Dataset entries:
..........

use std::fs::{read_to_string, write};

use async_trait::async_trait;
use bustlink_linker::config::{ConfigSource, LinkConfig};
use bustlink_network_primitives::config::SwarmConfig;
use camino::{Utf8Path, Utf8PathBuf};
use eyre::{Result as EyreResult, WrapErr};
use libp2p_identity::Keypair;
use serde::{Deserialize, Serialize};
use tokio::fs;
use url::Url;

pub const CONFIG_FILE: &str = "config.toml";

pub const DEFAULT_STORE_API: &str = "http://127.0.0.1:5001";

#[derive(Debug, Deserialize, Serialize)]
#[non_exhaustive]
pub struct ConfigFile {
    #[serde(with = "serde_identity")]
    pub identity: Keypair,

    pub swarm: SwarmConfig,

    #[serde(default)]
    pub link: LinkConfig,

    #[serde(default)]
    pub store: StoreConfig,
}

/// Where the local pin store (a kubo node) is reached.
#[derive(Clone, Debug, Deserialize, Serialize)]
#[non_exhaustive]
pub struct StoreConfig {
    #[serde(default = "default_store_api")]
    pub api: Url,
}

impl StoreConfig {
    #[must_use]
    pub const fn new(api: Url) -> Self {
        Self { api }
    }
}

impl Default for StoreConfig {
    fn default() -> Self {
        Self::new(default_store_api())
    }
}

fn default_store_api() -> Url {
    DEFAULT_STORE_API.parse().expect("invalid default store API URL")
}

impl ConfigFile {
    #[must_use]
    pub const fn new(
        identity: Keypair,
        swarm: SwarmConfig,
        link: LinkConfig,
        store: StoreConfig,
    ) -> Self {
        Self {
            identity,
            swarm,
            link,
            store,
        }
    }

    #[must_use]
    pub fn exists(dir: &Utf8Path) -> bool {
        dir.join(CONFIG_FILE).is_file()
    }

    pub fn load(dir: &Utf8Path) -> EyreResult<Self> {
        let path = dir.join(CONFIG_FILE);
        let content = read_to_string(&path)
            .wrap_err_with(|| format!("failed to read configuration from {path:?}"))?;

        toml::from_str(&content).map_err(Into::into)
    }

    pub fn save(&self, dir: &Utf8Path) -> EyreResult<()> {
        let path = dir.join(CONFIG_FILE);
        let content = toml::to_string_pretty(self)?;

        write(&path, content)
            .wrap_err_with(|| format!("failed to write configuration to {path:?}"))?;

        Ok(())
    }
}

/// Reads the `[link]` section afresh from `config.toml` on every snapshot.
#[derive(Clone, Debug)]
pub struct FileConfigSource {
    path: Utf8PathBuf,
}

impl FileConfigSource {
    #[must_use]
    pub fn new(dir: &Utf8Path) -> Self {
        Self {
            path: dir.join(CONFIG_FILE),
        }
    }
}

#[async_trait]
impl ConfigSource for FileConfigSource {
    async fn snapshot(&self) -> EyreResult<LinkConfig> {
        let content = fs::read_to_string(&self.path)
            .await
            .wrap_err_with(|| format!("failed to read configuration from {:?}", self.path))?;

        let config: ConfigFile = toml::from_str(&content)
            .wrap_err_with(|| format!("failed to parse configuration in {:?}", self.path))?;

        Ok(config.link)
    }
}

pub mod serde_identity {
    use core::fmt::{self, Formatter};

    use libp2p_identity::Keypair;
    use serde::de::{self, MapAccess};
    use serde::ser::{self, SerializeMap};
    use serde::{Deserializer, Serializer};

    pub fn serialize<S>(key: &Keypair, serializer: S) -> Result<S::Ok, S::Error>
    where
        S: Serializer,
    {
        let mut keypair = serializer.serialize_map(Some(2))?;
        keypair.serialize_entry("peer_id", &key.public().to_peer_id().to_base58())?;
        keypair.serialize_entry(
            "keypair",
            &bs58::encode(&key.to_protobuf_encoding().map_err(ser::Error::custom)?).into_string(),
        )?;
        keypair.end()
    }

    pub fn deserialize<'de, D>(deserializer: D) -> Result<Keypair, D::Error>
    where
        D: Deserializer<'de>,
    {
        struct IdentityVisitor;

        impl<'de> de::Visitor<'de> for IdentityVisitor {
            type Value = Keypair;

            fn expecting(&self, formatter: &mut Formatter<'_>) -> fmt::Result {
                formatter.write_str("an identity")
            }

            fn visit_map<A>(self, mut map: A) -> Result<Self::Value, A::Error>
            where
                A: MapAccess<'de>,
            {
                let mut peer_id = None::<String>;
                let mut priv_key = None::<String>;

                while let Some(key) = map.next_key::<String>()? {
                    match key.as_str() {
                        "peer_id" => peer_id = Some(map.next_value()?),
                        "keypair" => priv_key = Some(map.next_value()?),
                        _ => {}
                    }
                }

                let peer_id = peer_id.ok_or_else(|| de::Error::missing_field("peer_id"))?;
                let priv_key = priv_key.ok_or_else(|| de::Error::missing_field("keypair"))?;

                let decoded_priv_key = bs58::decode(&priv_key)
                    .into_vec()
                    .map_err(de::Error::custom)?;

                let keypair =
                    Keypair::from_protobuf_encoding(&decoded_priv_key).map_err(de::Error::custom)?;

                if peer_id != keypair.public().to_peer_id().to_base58() {
                    return Err(de::Error::custom(format!(
                        "peer_id {peer_id} does not match the keypair"
                    )));
                }

                Ok(keypair)
            }
        }

        deserializer.deserialize_map(IdentityVisitor)
    }
}

#[cfg(test)]
#[path = "tests/config.rs"]
mod tests;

..........

Your goal:
Print out each record above exactly, with nothing omitted.

Answer to the problem:
use std::fs::{read_to_string, write};

use async_trait::async_trait;
use bustlink_linker::config::{ConfigSource, LinkConfig};
use bustlink_network_primitives::config::SwarmConfig;
use camino::{Utf8Path, Utf8PathBuf};
use eyre::{Result as EyreResult, WrapErr};
use libp2p_identity::Keypair;
use serde::{Deserialize, Serialize};
use tokio::fs;
use url::Url;

pub const CONFIG_FILE: &str = "config.toml";

pub const DEFAULT_STORE_API: &str = "http://127.0.0.1:5001";

#[derive(Debug, Deserialize, Serialize)]
#[non_exhaustive]
pub struct ConfigFile {
    #[serde(with = "serde_identity")]
    pub identity: Keypair,

    pub swarm: SwarmConfig,

    #[serde(default)]
    pub link: LinkConfig,

    #[serde(default)]
    pub store: StoreConfig,
}

/// Where the local pin store (a kubo node) is reached.
#[derive(Clone, Debug, Deserialize, Serialize)]
#[non_exhaustive]
pub struct StoreConfig {
    #[serde(default = "default_store_api")]
    pub api: Url,
}

impl StoreConfig {
    #[must_use]
    pub const fn new(api: Url) -> Self {
        Self { api }
    }
}

impl Default for StoreConfig {
    fn default() -> Self {
        Self::new(default_store_api())
    }
}

fn default_store_api() -> Url {
    DEFAULT_STORE_API.parse().expect("invalid default store API URL")
}

impl ConfigFile {
    #[must_use]
    pub const fn new(
        identity: Keypair,
        swarm: SwarmConfig,
        link: LinkConfig,
        store: StoreConfig,
    ) -> Self {
        Self {
            identity,
            swarm,
            link,
            store,
        }
    }

    #[must_use]
    pub fn exists(dir: &Utf8Path) -> bool {
        dir.join(CONFIG_FILE).is_file()
    }

    pub fn load(dir: &Utf8Path) -> EyreResult<Self> {
        let path = dir.join(CONFIG_FILE);
        let content = read_to_string(&path)
            .wrap_err_with(|| format!("failed to read configuration from {path:?}"))?;

        toml::from_str(&content).map_err(Into::into)
    }

    pub fn save(&self, dir: &Utf8Path) -> EyreResult<()> {
        let path = dir.join(CONFIG_FILE);
        let content = toml::to_string_pretty(self)?;

        write(&path, content)
            .wrap_err_with(|| format!("failed to write configuration to {path:?}"))?;

        Ok(())
    }
}

/// Reads the `[link]` section afresh from `config.toml` on every snapshot.
#[derive(Clone, Debug)]
pub struct FileConfigSource {
    path: Utf8PathBuf,
}

impl FileConfigSource {
    #[must_use]
    pub fn new(dir: &Utf8Path) -> Self {
        Self {
            path: dir.join(CONFIG_FILE),
        }
    }
}

#[async_trait]
impl ConfigSource for FileConfigSource {
    async fn snapshot(&self) -> EyreResult<LinkConfig> {
        let content = fs::read_to_string(&self.path)
            .await
            .wrap_err_with(|| format!("failed to read configuration from {:?}", self.path))?;

        let config: ConfigFile = toml::from_str(&content)
            .wrap_err_with(|| format!("failed to parse configuration in {:?}", self.path))?;

        Ok(config.link)
    }
}

pub mod serde_identity {
    use core::fmt::{self, Formatter};

    use libp2p_identity::Keypair;
    use serde::de::{self, MapAccess};
    use serde::ser::{self, SerializeMap};
    use serde::{Deserializer, Serializer};

    pub fn serialize<S>(key: &Keypair, serializer: S) -> Result<S::Ok, S::Error>
    where
        S: Serializer,
    {
        let mut keypair = serializer.serialize_map(Some(2))?;
        keypair.serialize_entry("peer_id", &key.public().to_peer_id().to_base58())?;
        keypair.serialize_entry(
            "keypair",
            &bs58::encode(&key.to_protobuf_encoding().map_err(ser::Error::custom)?).into_string(),
        )?;
        keypair.end()
    }

    pub fn deserialize<'de, D>(deserializer: D) -> Result<Keypair, D::Error>
    where
        D: Deserializer<'de>,
    {
        struct IdentityVisitor;

        impl<'de> de::Visitor<'de> for IdentityVisitor {
            type Value = Keypair;

            fn expecting(&self, formatter: &mut Formatter<'_>) -> fmt::Result {
                formatter.write_str("an identity")
            }

            fn visit_map<A>(self, mut map: A) -> Result<Self::Value, A::Error>
            where
                A: MapAccess<'de>,
            {
                let mut peer_id = None::<String>;
                let mut priv_key = None::<String>;

                while let Some(key) = map.next_key::<String>()? {
                    match key.as_str() {
                        "peer_id" => peer_id = Some(map.next_value()?),
                        "keypair" => priv_key = Some(map.next_value()?),
                        _ => {}
                    }
                }

                let peer_id = peer_id.ok_or_else(|| de::Error::missing_field("peer_id"))?;
                let priv_key = priv_key.ok_or_else(|| de::Error::missing_field("keypair"))?;

                let decoded_priv_key = bs58::decode(&priv_key)
                    .into_vec()
                    .map_err(de::Error::custom)?;

                let keypair =
                    Keypair::from_protobuf_encoding(&decoded_priv_key).map_err(de::Error::custom)?;

                if peer_id != keypair.public().to_peer_id().to_base58() {
                    return Err(de::Error::custom(format!(
                        "peer_id {peer_id} does not match the keypair"
                    )));
                }

                Ok(keypair)
            }
        }

        deserializer.deserialize_map(IdentityVisitor)
    }
}

#[cfg(test)]
#[path = "tests/config.rs"]
mod tests;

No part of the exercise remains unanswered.